Colapso económico en Irán difiere de crisis pasadas en su alcance y la intersección con cuestiones económicas cotidianas, que trascienden ideologías. A diferencia de 1979, donde el régimen emergente consolidó poder mediante purgas, el actual enfrenta un escrutinio global amplificado por redes sociales, aunque limitadas por bloqueos. La teocracia iraní organiza movilizaciones progubernamentales, atrayendo decenas de miles, pero no reconoce la magnitud real de las protestas, declaradas ilegales y respondidas con fuerza letal.

Impacto en la sociedad

El colapso económico en Irán afecta profundamente a la población, con inflación rampante que eleva costos de vida y genera desempleo. Las sanciones nucleares, impuestas por preocupaciones sobre el programa atómico iraní, restringen exportaciones de petróleo y acceso a mercados internacionales, perpetuando un ciclo de pobreza. En este escenario, las protestas en Irán representan no solo un reclamo económico, sino un cuestionamiento al sistema teocrático establecido desde la Revolución Islámica.
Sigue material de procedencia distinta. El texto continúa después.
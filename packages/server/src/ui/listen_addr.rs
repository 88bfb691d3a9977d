//! Listen address in `<protocol>://<host>:<port>` form, e.g. `tcp://:9000`.

use std::{fmt, str::FromStr};

use thiserror::Error;

/// Default listen address: TCP, all interfaces, port 9000
pub const DEFAULT_LISTEN_ADDR: &str = "tcp://:9000";

#[derive(Debug, Clone, PartialEq, Eq, Error)]
pub enum ListenAddrError {
    #[error("Listen address '{0}' has no protocol (expected e.g. tcp://:9000)")]
    MissingScheme(String),

    #[error("Unsupported protocol '{0}' (only tcp is supported)")]
    UnsupportedProtocol(String),

    #[error("Invalid port '{0}'")]
    InvalidPort(String),

    #[error("Invalid address '{0}'")]
    InvalidAddress(String),
}

/// Parsed listen address
#[derive(Debug, Clone, PartialEq, Eq)]
pub struct ListenAddr {
    host: String,
    port: u16,
}

impl ListenAddr {
    pub fn new(host: impl Into<String>, port: u16) -> Self {
        Self {
            host: host.into(),
            port,
        }
    }

    /// Host as written, without brackets for IPv6 literals; empty means all interfaces
    pub fn host(&self) -> &str {
        &self.host
    }

    pub fn is_all_interfaces(&self) -> bool {
        self.host.is_empty()
    }

    /// Hosts to try binding, in order.
    ///
    /// All interfaces prefers the IPv6 wildcard (dual-stack where the OS
    /// allows it) and falls back to the IPv4 wildcard.
    pub fn bind_hosts(&self) -> Vec<&str> {
        if self.is_all_interfaces() {
            vec!["::", "0.0.0.0"]
        } else {
            vec![self.host.as_str()]
        }
    }

    pub fn port(&self) -> u16 {
        self.port
    }
}

impl Default for ListenAddr {
    fn default() -> Self {
        Self::new("", 9000)
    }
}

impl FromStr for ListenAddr {
    type Err = ListenAddrError;

    fn from_str(s: &str) -> Result<Self, Self::Err> {
        let (protocol, rest) = s
            .split_once("://")
            .ok_or_else(|| ListenAddrError::MissingScheme(s.to_string()))?;
        if !protocol.eq_ignore_ascii_case("tcp") {
            return Err(ListenAddrError::UnsupportedProtocol(protocol.to_string()));
        }

        let (host, port) = rest
            .rsplit_once(':')
            .ok_or_else(|| ListenAddrError::InvalidAddress(rest.to_string()))?;
        let port = port
            .parse::<u16>()
            .map_err(|_| ListenAddrError::InvalidPort(port.to_string()))?;

        let host = match host {
            "" => "",
            h if h.starts_with('[') => h
                .strip_prefix('[')
                .and_then(|h| h.strip_suffix(']'))
                .ok_or_else(|| ListenAddrError::InvalidAddress(rest.to_string()))?,
            h if h.contains(':') => return Err(ListenAddrError::InvalidAddress(rest.to_string())),
            h => h,
        };

        Ok(Self::new(host, port))
    }
}

impl fmt::Display for ListenAddr {
    fn fmt(&self, f: &mut fmt::Formatter<'_>) -> fmt::Result {
        if self.host.contains(':') {
            write!(f, "tcp://[{}]:{}", self.host, self.port)
        } else {
            write!(f, "tcp://{}:{}", self.host, self.port)
        }
    }
}
//! UseCase: ブロードキャスト
//!
//! 送信者以外の全ての登録済みコネクションへメッセージを送ります。
//!
//! - 宛先ごとにバッファをコピーする（トランスポートが非同期に保持するため）
//! - 送信はノンブロッキングかつ fire-and-forget。個別の失敗はログに残すだけで、
//!   他の宛先への配信は中断しない
//! - レジストリは変更しない。スナップショットを取るので、
//!   配信中の join / leave があっても安全に完了する

use std::sync::Arc;

use crate::domain::{ConnectionId, ConnectionRegistry};

/// Fan-out of one message to every registered connection but the sender
pub struct Broadcaster {
    registry: Arc<dyn ConnectionRegistry>,
}

impl Broadcaster {
    pub fn new(registry: Arc<dyn ConnectionRegistry>) -> Self {
        Self { registry }
    }

    /// Deliver `message` to every registered connection except `sender`.
    ///
    /// # Returns
    ///
    /// The number of recipients a send was attempted on, failed sends included
    pub async fn broadcast(&self, message: &[u8], sender: ConnectionId) -> usize {
        let recipients = self.registry.snapshot().await;

        let mut attempted = 0;
        for recipient in recipients.iter().filter(|entry| entry.id() != sender) {
            attempted += 1;
            if let Err(e) = recipient.connection.send(message.to_vec()) {
                tracing::warn!(
                    "Failed to push message to '{}': {}",
                    recipient.name,
                    e
                );
            }
        }

        tracing::debug!(
            "Broadcasted {} bytes from '{}' to {} connection(s)",
            message.len(),
            sender,
            attempted
        );
        attempted
    }
}
//! Transport events dispatched to the chat room.

use std::sync::Arc;

use super::Connection;

/// One event signaled by the transport for a specific connection
///
/// Events of the same connection arrive in order and never overlap; events
/// of different connections may be handled in parallel.
#[derive(Clone)]
pub enum ChatEvent {
    /// The connection was accepted and is ready for I/O
    Open(Arc<dyn Connection>),
    /// Bytes that arrived together in one read
    Data(Arc<dyn Connection>, Vec<u8>),
    /// The transport detected the connection is gone
    Close(Arc<dyn Connection>),
}

impl ChatEvent {
    pub fn connection(&self) -> &Arc<dyn Connection> {
        match self {
            ChatEvent::Open(conn) | ChatEvent::Data(conn, _) | ChatEvent::Close(conn) => conn,
        }
    }

    pub fn kind(&self) -> &'static str {
        match self {
            ChatEvent::Open(_) => "open",
            ChatEvent::Data(_, _) => "data",
            ChatEvent::Close(_) => "close",
        }
    }
}
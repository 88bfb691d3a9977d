//! UseCase: コネクション切断処理
//!
//! ## テスト実装の作業記録
//!
//! ### 何をテストしているか
//! - CloseConnectionUseCase::execute() メソッド
//! - レジストリからの削除と、残りの参加者への退室メッセージ
//!
//! ### どのような状況を想定しているか
//! - 正常系：参加者の切断と通知
//! - エッジケース：未登録コネクションの切断（空の名前で通知する）
//! - エッジケース：同じコネクションの二重の切断（エントリ数は変わらない）

use std::sync::Arc;

use crate::domain::{Connection, ConnectionRegistry, DisplayName};

use super::{broadcast::Broadcaster, message::departure_announcement};

/// コネクション切断のユースケース
pub struct CloseConnectionUseCase {
    registry: Arc<dyn ConnectionRegistry>,
    broadcaster: Arc<Broadcaster>,
}

impl CloseConnectionUseCase {
    pub fn new(registry: Arc<dyn ConnectionRegistry>, broadcaster: Arc<Broadcaster>) -> Self {
        Self {
            registry,
            broadcaster,
        }
    }

    /// コネクション切断を実行
    ///
    /// A connection that was never registered still produces a departure
    /// announcement, with an empty name.
    ///
    /// # Returns
    ///
    /// 登録されていた表示名（未登録なら `None`）
    pub async fn execute(&self, connection: &Arc<dyn Connection>) -> Option<DisplayName> {
        let id = connection.id();

        // 1. レジストリから削除し、最後の表示名を取得
        let removed = self.registry.unregister(&id).await;
        let name = removed.clone().unwrap_or_default();
        let total = self.registry.count().await;
        tracing::info!("Connection closed: {} (Total: {})", name, total);

        // 2. 残りの全員に退室を通知
        self.broadcaster
            .broadcast(&departure_announcement(&name), id)
            .await;

        removed
    }
}
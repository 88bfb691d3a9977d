//! Error types for the server surface.

use std::io;

use thiserror::Error;

use super::listen_addr::ListenAddrError;

#[derive(Debug, Error)]
pub enum ServerError {
    /// The listening socket could not be bound (e.g. port already in use)
    #[error("Failed to bind {addr}: {source}")]
    Bind {
        addr: String,
        #[source]
        source: io::Error,
    },

    #[error(transparent)]
    InvalidListenAddr(#[from] ListenAddrError),

    #[error(transparent)]
    Io(#[from] io::Error),
}
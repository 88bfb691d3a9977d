//! HTTP API response DTOs.

use serde::{Deserialize, Serialize};

/// One open connection in the admin listing
#[derive(Debug, Clone, PartialEq, Eq, Serialize, Deserialize)]
pub struct ConnectionSummaryDto {
    pub id: String,
    pub name: String,
    /// RFC 3339 (UTC)
    pub connected_at: String,
}

/// Response body of `GET /api/connections`
#[derive(Debug, Clone, PartialEq, Eq, Serialize, Deserialize)]
pub struct ConnectionListDto {
    pub count: usize,
    pub connections: Vec<ConnectionSummaryDto>,
}
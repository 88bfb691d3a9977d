//! UseCase: メッセージ中継処理
//!
//! ## テスト実装の作業記録
//!
//! ### 何をテストしているか
//! - RelayMessageUseCase::execute() メソッド
//! - 受信したバイト列を "<name>: <payload>\n" にして送信者以外へ配信すること
//!
//! ### どのような状況を想定しているか
//! - 正常系：3 人接続中に 1 人が発言
//! - エッジケース：空のペイロード（何もしない）

use std::sync::Arc;

use crate::domain::{Connection, ConnectionRegistry};

use super::{broadcast::Broadcaster, message::chat_line};

/// メッセージ中継のユースケース
pub struct RelayMessageUseCase {
    registry: Arc<dyn ConnectionRegistry>,
    broadcaster: Arc<Broadcaster>,
}

impl RelayMessageUseCase {
    pub fn new(registry: Arc<dyn ConnectionRegistry>, broadcaster: Arc<Broadcaster>) -> Self {
        Self {
            registry,
            broadcaster,
        }
    }

    /// メッセージ中継を実行
    ///
    /// The payload is whatever bytes arrived together in one read; no line
    /// reassembly happens across calls.
    ///
    /// # Returns
    ///
    /// 配信を試みた宛先の数（空のペイロードなら 0）
    pub async fn execute(&self, connection: &Arc<dyn Connection>, payload: &[u8]) -> usize {
        if payload.is_empty() {
            return 0;
        }

        let id = connection.id();
        let name = self.registry.lookup(&id).await.unwrap_or_default();

        let recipients = self
            .broadcaster
            .broadcast(&chat_line(&name, payload), id)
            .await;

        tracing::info!(
            "Received from {}: {}",
            name,
            String::from_utf8_lossy(payload)
        );
        recipients
    }
}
Observadores notan que, aunque el gobierno cree haber sofocado las manifestaciones antes de un punto de no retorno, los eventos de 1979 presagian riesgos mayores. El colapso económico en Irán podría llevar a reformas internas o, en el peor caso, a un cambio de régimen si el descontento persiste. La memoria colectiva de la revolución sirve como advertencia, recordando cómo el descontento económico y político puede transformar naciones enteras.

En reportes recopilados por agencias de noticias globales, se destaca cómo el colapso económico en Irán ha sido documentado a través de testimonios de residentes y análisis económicos independientes, subrayando la gravedad de la depreciación del rial y sus efectos en el día a día.

Según observaciones de expertos en asuntos medioorientales, publicadas en medios especializados, las similitudes entre las protestas actuales y la Revolución Islámica radican en la capacidad de movilización popular, aunque con diferencias en el contexto geopolítico actual marcado por sanciones nucleares más estrictas.

Informes de organizaciones internacionales de derechos humanos indican que la represión en las protestas en Irán ha alcanzado niveles alarmantes, con evidencias de violencia estatal que evocan periodos oscuros de la historia post-revolucionaria, basados en videos y relatos verificados por fuentes confiables.